You've been for some time a member of the Valdai Discussion Club, a group of international academics and others that meets every autumn in Russia. In fact, I saw you last year on video asking President Putin a question during the Q&A after his plenary session speech. How long have you been a member, and what's the experience been like?

I'm glad you asked about that, because participation in anything in Russia today – even visiting Russia – is, unprecedentedly, considered unacceptable – breaking with attempts to isolate Russia and so on. And I've always opposed that. I believe in dialogue. I was actually a founding member of the Valdai Club when it was established in 2004. It's a unique institution, because it's a relatively liberal sort of association – clearly within limits, but I mean the tone has always been open. For example, about four or five years ago, one of the participants – I won't name him – started talking in terms of, you know, 'down with American imperialism' – a sentiment with which I'm sympathetic, but the language was very vitriolic, even violent. And immediately the Chair – again I won't give the name – one of the leading figures, said: Stop! – that is not the language we have in the Valdai Club. If it was, I would have nothing to do with it. In fact the debates are remarkably open. In the old days we had quite a few from the United States and Europe. Obviously nowadays – last year for example – no one from the United States.

But a development which I very much welcome is that we had plenty of Indians, plenty of people from China, from Africa, from Latin America – which was marvellous. So the atmosphere, in my view, is much better today because it's no longer imbued with that Western triumphalism and Washington-centred think-tankism, and so on. So we were really talking about genuine global issues. Dialogue, in my view, is always better than insularity. There are also a lot of leading Russian thinkers there, and it's important for them to listen to me as well, because I'm insisting on non-violence, finding a way to peace, and so on. And at the same time, while we understand the Russian position, that doesn't mean we endorse every nook and cranny of it. So it's good for them and it's good for me. And it's amazing the conversations I've had in the corridors, so many informal discussions about how they see the world.

You mentioned that even visiting Russia today is considered unacceptable in the West.
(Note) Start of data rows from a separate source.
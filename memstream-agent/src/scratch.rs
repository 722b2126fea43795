//! Per-agent short-term state (`scratch.json`).
//!
//! Holds the tunables the memory engine reads every tick (perception
//! limits, retrieval weights, reflection budget) plus the live conversation.
//! Keys the engine does not use (plans, schedules, paths) are carried
//! through untouched so a planner sharing the file loses nothing.

use std::path::Path;

use memstream_core::MemstreamConfig;
use memstream_core::cognition::PersonaContext;
use memstream_core::config::RetrievalWeights;
use memstream_core::memory::Utterance;
use memstream_core::reflection::{ConversationState, ReflectionCounters};
use memstream_core::retrieval::RetrievalParams;
use memstream_core::{Result, Timestamp};
use serde::{Deserialize, Serialize};
use serde_json::{Map, Value};
use tracing::debug;

/// Clock format used throughout `scratch.json`, e.g. `February 13, 2023, 14:05:00`.
pub const SCRATCH_TIME_FORMAT: &str = "%B %d, %Y, %H:%M:%S";

mod scratch_time {
    use chrono::NaiveDateTime;
    use serde::{Deserialize, Deserializer, Serializer};

    use super::SCRATCH_TIME_FORMAT;
    use memstream_core::Timestamp;

    pub fn serialize<S: Serializer>(ts: &Option<Timestamp>, s: S) -> Result<S::Ok, S::Error> {
        match ts {
            Some(ts) => s.serialize_str(&ts.format(SCRATCH_TIME_FORMAT).to_string()),
            None => s.serialize_none(),
        }
    }

    pub fn deserialize<'de, D: Deserializer<'de>>(d: D) -> Result<Option<Timestamp>, D::Error> {
        Option::<String>::deserialize(d)?
            .map(|raw| {
                NaiveDateTime::parse_from_str(&raw, SCRATCH_TIME_FORMAT)
                    .map_err(serde::de::Error::custom)
            })
            .transpose()
    }
}

fn default_vision_r() -> u32 { 4 }
fn default_att_bandwidth() -> usize { 3 }
fn default_retention() -> usize { 5 }
fn default_1_0() -> f64 { 1.0 }
fn default_recency_decay() -> f64 { 0.99 }
fn default_trigger_max() -> f64 { 150.0 }
fn default_thought_count() -> usize { 5 }

/// One agent's scratch.
#[derive(Debug, Clone, PartialEq, Serialize, Deserialize)]
pub struct PersonaScratch {
    // -- perception --
    /// Tiles the agent can see around itself.
    #[serde(default = "default_vision_r")]
    pub vision_r: u32,
    /// Events perceived per tick.
    #[serde(default = "default_att_bandwidth")]
    pub att_bandwidth: usize,
    /// Recent events an observation must differ from to count as new.
    #[serde(default = "default_retention")]
    pub retention: usize,

    // -- world --
    /// Simulation clock.
    #[serde(default, with = "scratch_time")]
    pub curr_time: Option<Timestamp>,
    /// Current `[x, y]` tile.
    #[serde(default)]
    pub curr_tile: Option<[i64; 2]>,

    // -- identity --
    /// Full name.
    pub name: String,
    /// First name.
    #[serde(default)]
    pub first_name: Option<String>,
    /// Last name.
    #[serde(default)]
    pub last_name: Option<String>,
    /// Age in years.
    #[serde(default)]
    pub age: Option<u32>,
    /// Permanent core traits.
    #[serde(default)]
    pub innate: Option<String>,
    /// Stable learned traits.
    #[serde(default)]
    pub learned: Option<String>,
    /// What the agent is currently up to in life.
    #[serde(default)]
    pub currently: Option<String>,
    /// Daily rhythm.
    #[serde(default)]
    pub lifestyle: Option<String>,

    // -- retrieval & reflection --
    /// Recency weight.
    #[serde(default = "default_1_0")]
    pub recency_w: f64,
    /// Relevance weight.
    #[serde(default = "default_1_0")]
    pub relevance_w: f64,
    /// Importance weight.
    #[serde(default = "default_1_0")]
    pub importance_w: f64,
    /// Recency decay per access step.
    #[serde(default = "default_recency_decay")]
    pub recency_decay: f64,
    /// Importance budget between reflections.
    #[serde(default = "default_trigger_max")]
    pub importance_trigger_max: f64,
    /// Importance budget left.
    #[serde(default = "default_trigger_max")]
    pub importance_trigger_curr: f64,
    /// Events since the last reflection.
    #[serde(default)]
    pub importance_ele_n: usize,
    /// Insights drawn per focal point.
    #[serde(default = "default_thought_count")]
    pub thought_count: usize,

    // -- current action --
    /// Sentence for the current action; also the description of a chat node.
    #[serde(default)]
    pub act_description: Option<String>,
    /// Triple of the current action.
    #[serde(default)]
    pub act_event: Option<(String, Option<String>, Option<String>)>,

    // -- conversation --
    /// Interlocutor, if chatting.
    #[serde(default)]
    pub chatting_with: Option<String>,
    /// `[speaker, line]` turns of the ongoing conversation.
    #[serde(default)]
    pub chat: Option<Vec<(String, String)>>,
    /// Scheduled end of the conversation.
    #[serde(default, with = "scratch_time")]
    pub chatting_end_time: Option<Timestamp>,
    /// Set once the conversation has been reflected on.
    #[serde(default)]
    pub chat_closed_out: bool,

    /// Keys this crate does not interpret.
    #[serde(flatten)]
    pub extra: Map<String, Value>,
}

impl PersonaScratch {
    /// Fresh scratch for `name`, tunables seeded from `config`.
    #[must_use]
    pub fn new(name: impl Into<String>, config: &MemstreamConfig) -> Self {
        let name = name.into();
        let mut parts = name.splitn(2, ' ');
        let first_name = parts.next().map(str::to_string);
        let last_name = parts.next().map(str::to_string);
        Self {
            vision_r: config.perception.vision_radius,
            att_bandwidth: config.perception.attention_bandwidth,
            retention: config.perception.retention,
            curr_time: None,
            curr_tile: None,
            name,
            first_name,
            last_name,
            age: None,
            innate: None,
            learned: None,
            currently: None,
            lifestyle: None,
            recency_w: config.retrieval.weights.recency,
            relevance_w: config.retrieval.weights.relevance,
            importance_w: config.retrieval.weights.importance,
            recency_decay: config.retrieval.recency_decay,
            importance_trigger_max: config.reflection.importance_trigger_max,
            importance_trigger_curr: config.reflection.importance_trigger_max,
            importance_ele_n: 0,
            thought_count: config.reflection.insights_per_focal_point,
            act_description: None,
            act_event: None,
            chatting_with: None,
            chat: None,
            chatting_end_time: None,
            chat_closed_out: false,
            extra: Map::new(),
        }
    }

    /// Load `scratch.json`.
    ///
    /// # Errors
    ///
    /// Fails if the file cannot be read or parsed.
    pub fn load(path: &Path) -> Result<Self> {
        let raw = std::fs::read_to_string(path)?;
        let scratch: Self = serde_json::from_str(&raw)?;
        debug!(path = %path.display(), agent = %scratch.name, "Loaded scratch");
        Ok(scratch)
    }

    /// Write `scratch.json`.
    ///
    /// # Errors
    ///
    /// Fails if the file cannot be written.
    pub fn save(&self, path: &Path) -> Result<()> {
        let json = serde_json::to_string_pretty(self)?;
        std::fs::write(path, json)?;
        Ok(())
    }

    /// Name and identity summary for collaborator prompts.
    #[must_use]
    pub fn persona(&self) -> PersonaContext {
        let summary = [
            self.age.map(|a| format!("Age: {a}")),
            self.innate.as_ref().map(|s| format!("Innate traits: {s}")),
            self.learned.clone(),
            self.currently.clone(),
            self.lifestyle.clone(),
        ]
        .into_iter()
        .flatten()
        .collect::<Vec<_>>()
        .join("\n");
        PersonaContext::new(self.name.clone(), summary)
    }

    /// Retrieval tunables with this agent's weights and decay.
    #[must_use]
    pub fn retrieval_params(&self, top_n: usize) -> RetrievalParams {
        RetrievalParams {
            weights: RetrievalWeights {
                recency: self.recency_w,
                relevance: self.relevance_w,
                importance: self.importance_w,
            },
            recency_decay: self.recency_decay,
            top_n,
        }
    }

    /// Reflection trigger state.
    #[must_use]
    pub fn counters(&self) -> ReflectionCounters {
        ReflectionCounters {
            importance_trigger_max: self.importance_trigger_max,
            importance_budget_remaining: self.importance_trigger_curr,
            new_node_count: self.importance_ele_n,
        }
    }

    /// Write back reflection trigger state.
    pub fn set_counters(&mut self, counters: &ReflectionCounters) {
        self.importance_trigger_max = counters.importance_trigger_max;
        self.importance_trigger_curr = counters.importance_budget_remaining;
        self.importance_ele_n = counters.new_node_count;
    }

    /// The ongoing conversation.
    #[must_use]
    pub fn conversation(&self) -> ConversationState {
        ConversationState {
            chatting_with: self.chatting_with.clone(),
            transcript: self
                .chat
                .iter()
                .flatten()
                .map(|(speaker, line)| Utterance::new(speaker, line))
                .collect(),
            end_time: self.chatting_end_time,
            closed_out: self.chat_closed_out,
        }
    }

    /// Write back the conversation.
    pub fn set_conversation(&mut self, conversation: &ConversationState) {
        self.chatting_with.clone_from(&conversation.chatting_with);
        self.chat = if conversation.transcript.is_empty() && conversation.chatting_with.is_none() {
            None
        } else {
            Some(
                conversation
                    .transcript
                    .iter()
                    .map(|u| (u.speaker.clone(), u.line.clone()))
                    .collect(),
            )
        };
        self.chatting_end_time = conversation.end_time;
        self.chat_closed_out = conversation.closed_out;
    }
}

#[cfg(test)]
mod tests {
    use super::*;
    use memstream_core::parse_timestamp;

    #[test]
    fn new_scratch_takes_config_tunables() {
        let mut config = MemstreamConfig::default();
        config.perception.attention_bandwidth = 8;
        config.reflection.importance_trigger_max = 40.0;
        let scratch = PersonaScratch::new("Klaus Mueller", &config);
        assert_eq!(scratch.att_bandwidth, 8);
        assert_eq!(scratch.counters(), ReflectionCounters::new(40.0));
        assert_eq!(scratch.first_name.as_deref(), Some("Klaus"));
        assert_eq!(scratch.last_name.as_deref(), Some("Mueller"));
    }

    #[test]
    fn reads_scratch_written_by_a_planner() {
        let raw = r#"{
            "vision_r": 8,
            "att_bandwidth": 8,
            "retention": 8,
            "curr_time": "February 13, 2023, 14:05:00",
            "curr_tile": [72, 14],
            "daily_plan_req": "Klaus works on his paper",
            "name": "Klaus Mueller",
            "first_name": "Klaus",
            "last_name": "Mueller",
            "age": 20,
            "innate": "kind, inquisitive, passionate",
            "learned": "Klaus is a student at Oak Hill College.",
            "currently": "Klaus is writing a research paper.",
            "lifestyle": "Klaus goes to bed around 11pm.",
            "recency_w": 1,
            "relevance_w": 1,
            "importance_w": 1,
            "recency_decay": 0.99,
            "importance_trigger_max": 150,
            "importance_trigger_curr": 97,
            "importance_ele_n": 12,
            "thought_count": 5,
            "f_daily_schedule": [["sleeping", 360]],
            "act_description": "conversing about the party",
            "act_event": ["Klaus Mueller", "chat with", "Isabella Rodriguez"],
            "chatting_with": "Isabella Rodriguez",
            "chat": [["Isabella Rodriguez", "Come to my party!"], ["Klaus Mueller", "Sure."]],
            "chatting_end_time": "February 13, 2023, 14:10:00"
        }"#;
        let scratch: PersonaScratch = serde_json::from_str(raw).expect("parse");

        assert_eq!(scratch.curr_time, Some(parse_timestamp("2023-02-13 14:05:00").expect("ts")));
        assert_eq!(scratch.counters().importance_budget_remaining, 97.0);
        assert_eq!(scratch.counters().new_node_count, 12);
        let convo = scratch.conversation();
        assert_eq!(convo.chatting_with.as_deref(), Some("Isabella Rodriguez"));
        assert_eq!(convo.transcript.len(), 2);
        assert!(!convo.closed_out);
        assert!(scratch.extra.contains_key("daily_plan_req"));
        assert!(scratch.persona().summary.contains("research paper"));

        let back = serde_json::to_value(&scratch).expect("encode");
        assert_eq!(back["f_daily_schedule"][0][0], "sleeping");
        assert_eq!(back["curr_time"], "February 13, 2023, 14:05:00");
    }

    #[test]
    fn counters_and_conversation_write_back() {
        let mut scratch = PersonaScratch::new("Maria Lopez", &MemstreamConfig::default());
        let mut counters = scratch.counters();
        counters.record_event(6.0);
        scratch.set_counters(&counters);
        assert_eq!(scratch.importance_ele_n, 1);

        let end = parse_timestamp("2023-02-13 10:00:00").expect("ts");
        let mut convo = ConversationState::new("Klaus Mueller", end);
        convo.transcript.push(Utterance::new("Klaus Mueller", "hi"));
        convo.closed_out = true;
        scratch.set_conversation(&convo);
        assert_eq!(scratch.conversation(), convo);
    }

    #[test]
    fn file_round_trip() {
        let dir = tempfile::tempdir().expect("tempdir");
        let path = dir.path().join("scratch.json");
        let mut scratch = PersonaScratch::new("Isabella Rodriguez", &MemstreamConfig::default());
        scratch.curr_time = Some(parse_timestamp("2023-02-14 17:00:00").expect("ts"));
        scratch.save(&path).expect("save");
        assert_eq!(PersonaScratch::load(&path).expect("load"), scratch);
    }
}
Have you had any problems because of your participation in these events?

I'm in a rather privileged position because I'm now formally an emeritus, so I'm no longer employed by the University of Kent, although they've been very supportive of me personally through thick and thin, which I must say gives them all credit. But some active academics, you know, they often ask my advice whether to go, because they do face sanctions back at home. They do face pressures. But this has been going on for 10 years. I remember at a meeting of ASEEES, the Association for Slavic, East European and Eurasian Studies, younger scholars were telling me in the corridors: I don't dare to give this paper expressing a more positive vision of Russia or China or whatever, because I won't get tenure. So this has been a terrible, poisonous erosion of intellectual and academic freedom. Especially at just this moment, when we need more of this, we need more people to go out there and engage in real dialogue.

Richard Sakwa (71)

is Professor of Russian and European Politics at the University of Kent at Canterbury, Senior Research Fellow at the National Research University - Higher School of Economics in Moscow, and Honorary Professor at the Faculty of Political Science, Moscow State University. After graduating in History from the London School of Economics, he received his PhD from the Centre for Russian and East European Studies (CREES) at the University of Birmingham. Prior to joining the University of Kent in 1987, he lectured at the Universities of Essex and Santa Cruz, California. He is the author of numerous publications on Soviet, Russian and post-Communist affairs.